The quality of life in the realm of the gods may look superior to our own, yet the masters tell us that human life is infinitely more valuable. Why? Because of the very fact that we have the awareness and intelligence that are the raw materials for enlightenment, and because the very suffering that pervades this human realm is itself the spur to spiritual transformation.

Pain, grief, loss, and ceaseless frustration of every kind are there for a very real and dramatic purpose: to wake us up, to enable, almost to force us to break out of the cycle of samsara and so release our imprisoned splendor.” (Sogyal Rinpoche, from Glimpse of the Day)

Below is an image of a new turtle hatch from Morgan Edwards. It’s a perilous journey for the hatchlings to make it from the nest to the sea.



If the moment between the time the rats chew through the roots and the fall into the jaws of a waiting tiger is a lifetime from birth to death, and if birth is rare and precious (as it is), then Dukkha doesn’t have in permeate every moment with amplified pain.

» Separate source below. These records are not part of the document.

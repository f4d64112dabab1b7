//! Driving port for the generation use case.
//!
//! Inbound adapters hand over the authenticated identity and the staged
//! upload; the implementation owns the upload from then on and releases it
//! before returning.

use async_trait::async_trait;

use crate::domain::{Credits, Error, ImageReference, StagedUpload, UserId};

/// One generation attempt.
#[derive(Debug)]
pub struct GenerateRequest {
    pub user_id: UserId,
    /// `None` when the client sent no image.
    pub upload: Option<StagedUpload>,
}

/// Successful generation: the image and the balance after charging.
#[derive(Debug, Clone, PartialEq, Eq)]
pub struct GenerateResponse {
    pub image_reference: ImageReference,
    pub credits_remaining: Credits,
}

/// Domain use-case port for running a generation.
#[cfg_attr(test, mockall::automock)]
#[async_trait]
pub trait GenerationCommand: Send + Sync {
    /// Run the full credit-check, forward, charge and record pipeline.
    async fn generate(&self, request: GenerateRequest) -> Result<GenerateResponse, Error>;
}

/// Fixture command that succeeds for every request carrying an image.
#[derive(Debug, Default, Clone, Copy)]
pub struct FixtureGenerationCommand;

#[async_trait]
impl GenerationCommand for FixtureGenerationCommand {
    async fn generate(&self, request: GenerateRequest) -> Result<GenerateResponse, Error> {
        let GenerateRequest { upload, .. } = request;
        let Some(mut upload) = upload else {
            return Err(Error::invalid_request("No image file uploaded"));
        };
        upload
            .release()
            .map_err(|err| Error::internal(format!("failed to release fixture upload: {err}")))?;
        let image_reference = ImageReference::new(super::FIXTURE_IMAGE_URL)
            .map_err(|err| Error::internal(format!("invalid fixture reference: {err}")))?;
        Ok(GenerateResponse {
            image_reference,
            credits_remaining: Credits::new(75),
        })
    }
}
//! Async connection pool for Diesel PostgreSQL connections.
//!
//! Wraps `diesel-async` and `bb8`. Checkout is non-blocking and bounded by
//! the configured timeout; failures surface as [`PoolError`] so adapters can
//! map them onto their port's connection error.

use std::time::Duration;

use diesel_async::AsyncPgConnection;
use diesel_async::pooled_connection::AsyncDieselConnectionManager;
use diesel_async::pooled_connection::bb8::{Pool, PooledConnection};

/// Errors raised by pool construction or checkout.
#[derive(Debug, Clone, PartialEq, Eq, thiserror::Error)]
pub enum PoolError {
    #[error("failed to get connection from pool: {message}")]
    Checkout { message: String },
    #[error("failed to build connection pool: {message}")]
    Build { message: String },
}

impl PoolError {
    pub fn checkout(message: impl Into<String>) -> Self {
        Self::Checkout {
            message: message.into(),
        }
    }

    pub fn build(message: impl Into<String>) -> Self {
        Self::Build {
            message: message.into(),
        }
    }
}

/// Configuration for the database connection pool.
///
/// Defaults: ten connections, two kept idle, thirty second checkout timeout.
#[derive(Debug, Clone)]
pub struct PoolConfig {
    database_url: String,
    max_size: u32,
    min_idle: Option<u32>,
    connection_timeout: Duration,
}

impl PoolConfig {
    pub fn new(database_url: impl Into<String>) -> Self {
        Self {
            database_url: database_url.into(),
            max_size: 10,
            min_idle: Some(2),
            connection_timeout: Duration::from_secs(30),
        }
    }

    pub fn with_max_size(mut self, max_size: u32) -> Self {
        self.max_size = max_size;
        self
    }

    pub fn with_min_idle(mut self, min_idle: Option<u32>) -> Self {
        self.min_idle = min_idle;
        self
    }

    pub fn with_connection_timeout(mut self, timeout: Duration) -> Self {
        self.connection_timeout = timeout;
        self
    }

    pub fn database_url(&self) -> &str {
        &self.database_url
    }
}

/// Shared handle to the bb8 pool.
#[derive(Clone)]
pub struct DbPool {
    inner: Pool<AsyncPgConnection>,
}

impl DbPool {
    /// Build the pool.
    ///
    /// # Errors
    ///
    /// Returns [`PoolError::Build`] when the pool cannot reach the database.
    pub async fn new(config: PoolConfig) -> Result<Self, PoolError> {
        let manager = AsyncDieselConnectionManager::<AsyncPgConnection>::new(&config.database_url);

        let pool = Pool::builder()
            .max_size(config.max_size)
            .min_idle(config.min_idle)
            .connection_timeout(config.connection_timeout)
            .build(manager)
            .await
            .map_err(|err| PoolError::build(err.to_string()))?;

        Ok(Self { inner: pool })
    }

    /// Check out a connection.
    ///
    /// # Errors
    ///
    /// Returns [`PoolError::Checkout`] when no connection frees up in time.
    pub async fn get(&self) -> Result<PooledConnection<'_, AsyncPgConnection>, PoolError> {
        self.inner
            .get()
            .await
            .map_err(|err| PoolError::checkout(err.to_string()))
    }
}

#[cfg(test)]
mod tests {
    use super::*;
    use rstest::rstest;

    #[rstest]
    fn config_defaults() {
        let config = PoolConfig::new("postgres://localhost/headshots");

        assert_eq!(config.database_url(), "postgres://localhost/headshots");
        assert_eq!(config.max_size, 10);
        assert_eq!(config.min_idle, Some(2));
        assert_eq!(config.connection_timeout, Duration::from_secs(30));
    }

    #[rstest]
    fn config_overrides() {
        let config = PoolConfig::new("postgres://localhost/headshots")
            .with_max_size(4)
            .with_min_idle(None)
            .with_connection_timeout(Duration::from_secs(5));

        assert_eq!(config.max_size, 4);
        assert_eq!(config.min_idle, None);
        assert_eq!(config.connection_timeout, Duration::from_secs(5));
    }
}
//! Generation history records.
//!
//! A [`HistoryRecord`] is written exactly once, after the credit deduction
//! for the same generation has been committed, and is never modified.

use std::fmt;

use chrono::{DateTime, Utc};
use serde::{Deserialize, Serialize};
use uuid::Uuid;

use super::UserId;

/// Identifier of a history record.
///
/// Generated before the credit deduction so a retried insert targets the same
/// row.
#[derive(Debug, Clone, Copy, PartialEq, Eq, Hash, Serialize, Deserialize)]
#[serde(transparent)]
pub struct HistoryRecordId(Uuid);

impl HistoryRecordId {
    /// Generate a fresh identifier.
    pub fn random() -> Self {
        Self(Uuid::new_v4())
    }

    /// Wrap an existing UUID.
    pub fn from_uuid(uuid: Uuid) -> Self {
        Self(uuid)
    }

    /// Access the underlying UUID.
    pub fn as_uuid(&self) -> &Uuid {
        &self.0
    }
}

impl fmt::Display for HistoryRecordId {
    fn fmt(&self, f: &mut fmt::Formatter<'_>) -> fmt::Result {
        write!(f, "{}", self.0)
    }
}

/// Raised when a reference string is blank.
#[derive(Debug, Clone, Copy, PartialEq, Eq, thiserror::Error)]
#[error("reference must not be empty")]
pub struct EmptyReference;

/// Location of a generated image: a network URL or a `data:` descriptor.
#[derive(Debug, Clone, PartialEq, Eq, Hash, Serialize, Deserialize)]
#[serde(try_from = "String", into = "String")]
pub struct ImageReference(String);

impl ImageReference {
    /// Validate a reference.
    pub fn new(value: impl Into<String>) -> Result<Self, EmptyReference> {
        let value = value.into();
        if value.trim().is_empty() {
            return Err(EmptyReference);
        }
        Ok(Self(value))
    }

    /// Borrow the reference text.
    pub fn as_str(&self) -> &str {
        self.0.as_str()
    }
}

impl AsRef<str> for ImageReference {
    fn as_ref(&self) -> &str {
        self.as_str()
    }
}

impl fmt::Display for ImageReference {
    fn fmt(&self, f: &mut fmt::Formatter<'_>) -> fmt::Result {
        f.write_str(self.as_str())
    }
}

impl From<ImageReference> for String {
    fn from(value: ImageReference) -> Self {
        value.0
    }
}

impl TryFrom<String> for ImageReference {
    type Error = EmptyReference;

    fn try_from(value: String) -> Result<Self, Self::Error> {
        Self::new(value)
    }
}

/// Placeholder recorded when the client did not name the uploaded file.
pub const LOCAL_UPLOAD_SOURCE: &str = "local_upload";

/// Description of the image the user submitted.
#[derive(Debug, Clone, PartialEq, Eq, Hash, Serialize, Deserialize)]
#[serde(transparent)]
pub struct SourceReference(String);

impl SourceReference {
    /// Build a source reference from the client-supplied file name, falling
    /// back to [`LOCAL_UPLOAD_SOURCE`] when none was given.
    ///
    /// # Examples
    /// ```
    /// use headshot_backend::domain::SourceReference;
    ///
    /// assert_eq!(SourceReference::from_file_name(Some("me.jpg")).as_str(), "me.jpg");
    /// assert_eq!(SourceReference::from_file_name(Some("  ")).as_str(), "local_upload");
    /// assert_eq!(SourceReference::from_file_name(None).as_str(), "local_upload");
    /// ```
    pub fn from_file_name(file_name: Option<&str>) -> Self {
        match file_name.map(str::trim) {
            Some(name) if !name.is_empty() => Self(name.to_owned()),
            _ => Self(LOCAL_UPLOAD_SOURCE.to_owned()),
        }
    }

    /// Rehydrate a stored value.
    pub fn from_stored(value: impl Into<String>) -> Self {
        Self(value.into())
    }

    /// Borrow the reference text.
    pub fn as_str(&self) -> &str {
        self.0.as_str()
    }
}

/// Immutable record of one completed generation.
#[derive(Debug, Clone, PartialEq, Eq)]
pub struct HistoryRecord {
    pub id: HistoryRecordId,
    pub owner: UserId,
    pub source_reference: SourceReference,
    pub result_reference: ImageReference,
    pub created_at: DateTime<Utc>,
}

That is where freedom is found, in our own abilities to transform.

In a separate 2014 blog, I wrote about some of these same practices and other spiritual tools with other common forms of Dukkha in a blog titled “Are you screaming at me? Stopping the noise” at http://www.patheos.com/blogs/americanbuddhist/2014/03/are-you-screaming-at-me-stopping-the-noise.html .

If it were not for the ancients to those present today who have provided tools for ending Dukkha, and my willingness to begin practices, I could have had a completely different experience during the 18 months period of physical pain.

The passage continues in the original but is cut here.